Find the line containing "pub fn new(inner: S, stage: &'static" in the records below. Copy exactly that line and each one after it, ending at the line containing "type Response = S::Response;", and nothing more.

SOURCE DATA: Begin

use std::fmt;
use std::pin::Pin;
use std::time::Instant;

use futures::task::{Context, Poll};
use futures::Future;
use tower::Service;
use tower_layer::Layer;
use tracing::debug;

/// A wrapper that automatically instruments a pipeline stage with timing
/// and error tracking.
#[derive(Debug, Clone)]
pub struct TimedService<S> {
    inner: S,
    stage: &'static str,
}

impl<S> TimedService<S> {
    pub fn new(inner: S, stage: &'static str) -> Self {
        Self { inner, stage }
    }

    pub fn into_inner(self) -> S {
        self.inner
    }
}

impl<S, Request> Service<Request> for TimedService<S>
where
    S: Service<Request>,
    S::Future: Send + 'static,
    S::Error: fmt::Display,
{
    type Response = S::Response;
    type Error = S::Error;
    type Future = Pin<Box<dyn Future<Output = Result<Self::Response, Self::Error>> + Send>>;

    fn poll_ready(&mut self, cx: &mut Context<'_>) -> Poll<Result<(), Self::Error>> {
        self.inner.poll_ready(cx)
    }

    fn call(&mut self, request: Request) -> Self::Future {
        let stage = self.stage;
        let start = Instant::now();
        debug!(stage, "stage started");

        let future = self.inner.call(request);

        Box::pin(async move {
            let result = future.await;
            let elapsed_us = start.elapsed().as_micros() as u64;

            match &result {
                Ok(_) => debug!(stage, elapsed_us, "stage completed"),
                Err(e) => tracing::error!(stage, elapsed_us, error = %e, "stage failed"),
            }

            result
        })
    }
}

/// Layer producing [`TimedService`] wrappers, for use with
/// `tower::ServiceBuilder`.
#[derive(Debug, Clone)]
pub struct TimingLayer {
    stage: &'static str,
}

impl TimingLayer {
    pub fn new(stage: &'static str) -> Self {
        Self { stage }
    }
}

impl<S> Layer<S> for TimingLayer {
    type Service = TimedService<S>;

    fn layer(&self, inner: S) -> Self::Service {
        TimedService::new(inner, self.stage)
    }
}

#[cfg(test)]
mod tests {
    use super::*;
    use crate::analysis::color::ColorQuantizer;
    use crate::pipeline::report::ThumbnailReport;
    use crate::pipeline::services::ColorAnalysisService;
    use image::{DynamicImage, ImageBuffer, Rgb};

    #[tokio::test]
    async fn wrapped_stage_behaves_like_the_inner_stage() {
        let inner = ColorAnalysisService::new(ColorQuantizer::new(2));
        let mut timed = TimingLayer::new("color_analysis").layer(inner);

        let report = ThumbnailReport::new(DynamicImage::ImageRgb8(
            ImageBuffer::<Rgb<u8>, Vec<u8>>::from_pixel(8, 8, Rgb([9, 9, 9])),
        ));

        let response = timed.call(report).await.unwrap();
        assert!(response.colors.is_some());
    }
}
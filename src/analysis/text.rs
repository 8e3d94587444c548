//! OCR output filtering and confidence-scale normalization.

use image::DynamicImage;
use serde::{Deserialize, Serialize};
use std::time::Instant;
use tracing::warn;

use super::core::{AnalysisResult, ImageRegion};
use crate::providers::{RawTextDetection, TextRecognizer};

/// Native confidence scale of an OCR backend.
#[derive(Debug, Clone, Copy, PartialEq, Eq, Serialize, Deserialize)]
pub enum ConfidenceScale {
    /// 0..=100
    Percent,
    /// 0.0..=1.0
    Fraction,
}

impl ConfidenceScale {
    /// Converts a native confidence to the canonical percent scale.
    pub fn to_percent(&self, raw: f32) -> f32 {
        match self {
            ConfidenceScale::Percent => raw,
            ConfidenceScale::Fraction => raw * 100.0,
        }
    }
}

/// Filtered text features. Confidences are always percent, whatever scale
/// the backend reported, and the three vectors index together.
#[derive(Debug, Clone, Default, PartialEq, Serialize)]
pub struct TextDetection {
    pub texts: Vec<String>,
    pub confidences: Vec<f32>,
    pub positions: Vec<ImageRegion>,
    /// Kept texts joined with single spaces, in detection order.
    pub full_text: String,
}

impl TextDetection {
    pub fn len(&self) -> usize {
        self.texts.len()
    }

    pub fn is_empty(&self) -> bool {
        self.texts.is_empty()
    }
}

/// Drops unusable OCR entries and normalizes confidences.
///
/// An entry survives when its normalized confidence is positive and at
/// least the configured minimum, and its text is non-blank. Order is
/// preserved and kept text is stored trimmed.
#[derive(Debug, Clone)]
pub struct TextFeatureFilter {
    scale: ConfidenceScale,
    min_confidence: f32,
}

impl TextFeatureFilter {
    pub fn new(scale: ConfidenceScale) -> Self {
        Self {
            scale,
            min_confidence: 0.0,
        }
    }

    /// Minimum confidence to keep, on the percent scale.
    pub fn with_min_confidence(mut self, min_confidence: f32) -> Self {
        self.min_confidence = min_confidence;
        self
    }

    pub fn filter(&self, raw: &[RawTextDetection]) -> TextDetection {
        let mut detection = TextDetection::default();

        for entry in raw {
            let confidence = self.scale.to_percent(entry.confidence);
            if confidence <= 0.0 || confidence < self.min_confidence {
                continue;
            }
            let text = entry.text.trim();
            if text.is_empty() {
                continue;
            }
            detection.texts.push(text.to_string());
            detection.confidences.push(confidence);
            detection.positions.push(entry.region);
        }

        detection.full_text = detection.texts.join(" ");
        detection
    }
}

/// Runs an OCR backend and filters its output. The filter is built from
/// the backend's own declared scale, so the canonical percent output never
/// depends on which backend is plugged in. A backend failure is logged and
/// converted to an empty, degraded detection.
pub async fn extract_text(
    recognizer: &dyn TextRecognizer,
    image: &DynamicImage,
    min_confidence: f32,
) -> AnalysisResult<TextDetection> {
    let start_time = Instant::now();
    let filter =
        TextFeatureFilter::new(recognizer.confidence_scale()).with_min_confidence(min_confidence);

    match recognizer.recognize(image).await {
        Ok(raw) => AnalysisResult::complete(filter.filter(&raw)).with_timing(start_time),
        Err(e) => {
            warn!(provider = recognizer.name(), error = %e, "text recognition failed");
            AnalysisResult::degraded(TextDetection::default(), e.to_string())
                .with_timing(start_time)
        }
    }
}
use crate::config::InsightConfig;
use crate::domain::{Expense, ExpenseReport, Statistics};

use super::{AggregationService, InsightService, RankingService, ServiceResult};

/// Runs aggregation, ranking and insight derivation in one pass.
pub struct ReportService;

impl ReportService {
    /// Builds a report for the snapshot, or `None` when there is nothing to report.
    pub fn build(
        expenses: &[Expense],
        config: &InsightConfig,
    ) -> ServiceResult<Option<ExpenseReport>> {
        config.validate()?;
        match AggregationService::compute(expenses)? {
            Some(statistics) => Self::from_statistics(statistics, config).map(Some),
            None => Ok(None),
        }
    }

    /// Builds a report from statistics computed earlier, e.g. a tracker's current value.
    pub fn from_statistics(
        statistics: Statistics,
        config: &InsightConfig,
    ) -> ServiceResult<ExpenseReport> {
        let ranked = RankingService::rank(&statistics.category_breakdown);
        let insights = InsightService::derive(&statistics, &ranked, config)?;
        let ranking = InsightService::shares(&statistics, &ranked);
        Ok(ExpenseReport {
            statistics,
            ranking,
            insights,
        })
    }
}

SOURCE DATA: End

#### EXERCISE RESULT
    pub fn new(inner: S, stage: &'static str) -> Self {
        Self { inner, stage }
    }

    pub fn into_inner(self) -> S {
        self.inner
    }
}

impl<S, Request> Service<Request> for TimedService<S>
where
    S: Service<Request>,
    S::Future: Send + 'static,
    S::Error: fmt::Display,
{
    type Response = S::Response;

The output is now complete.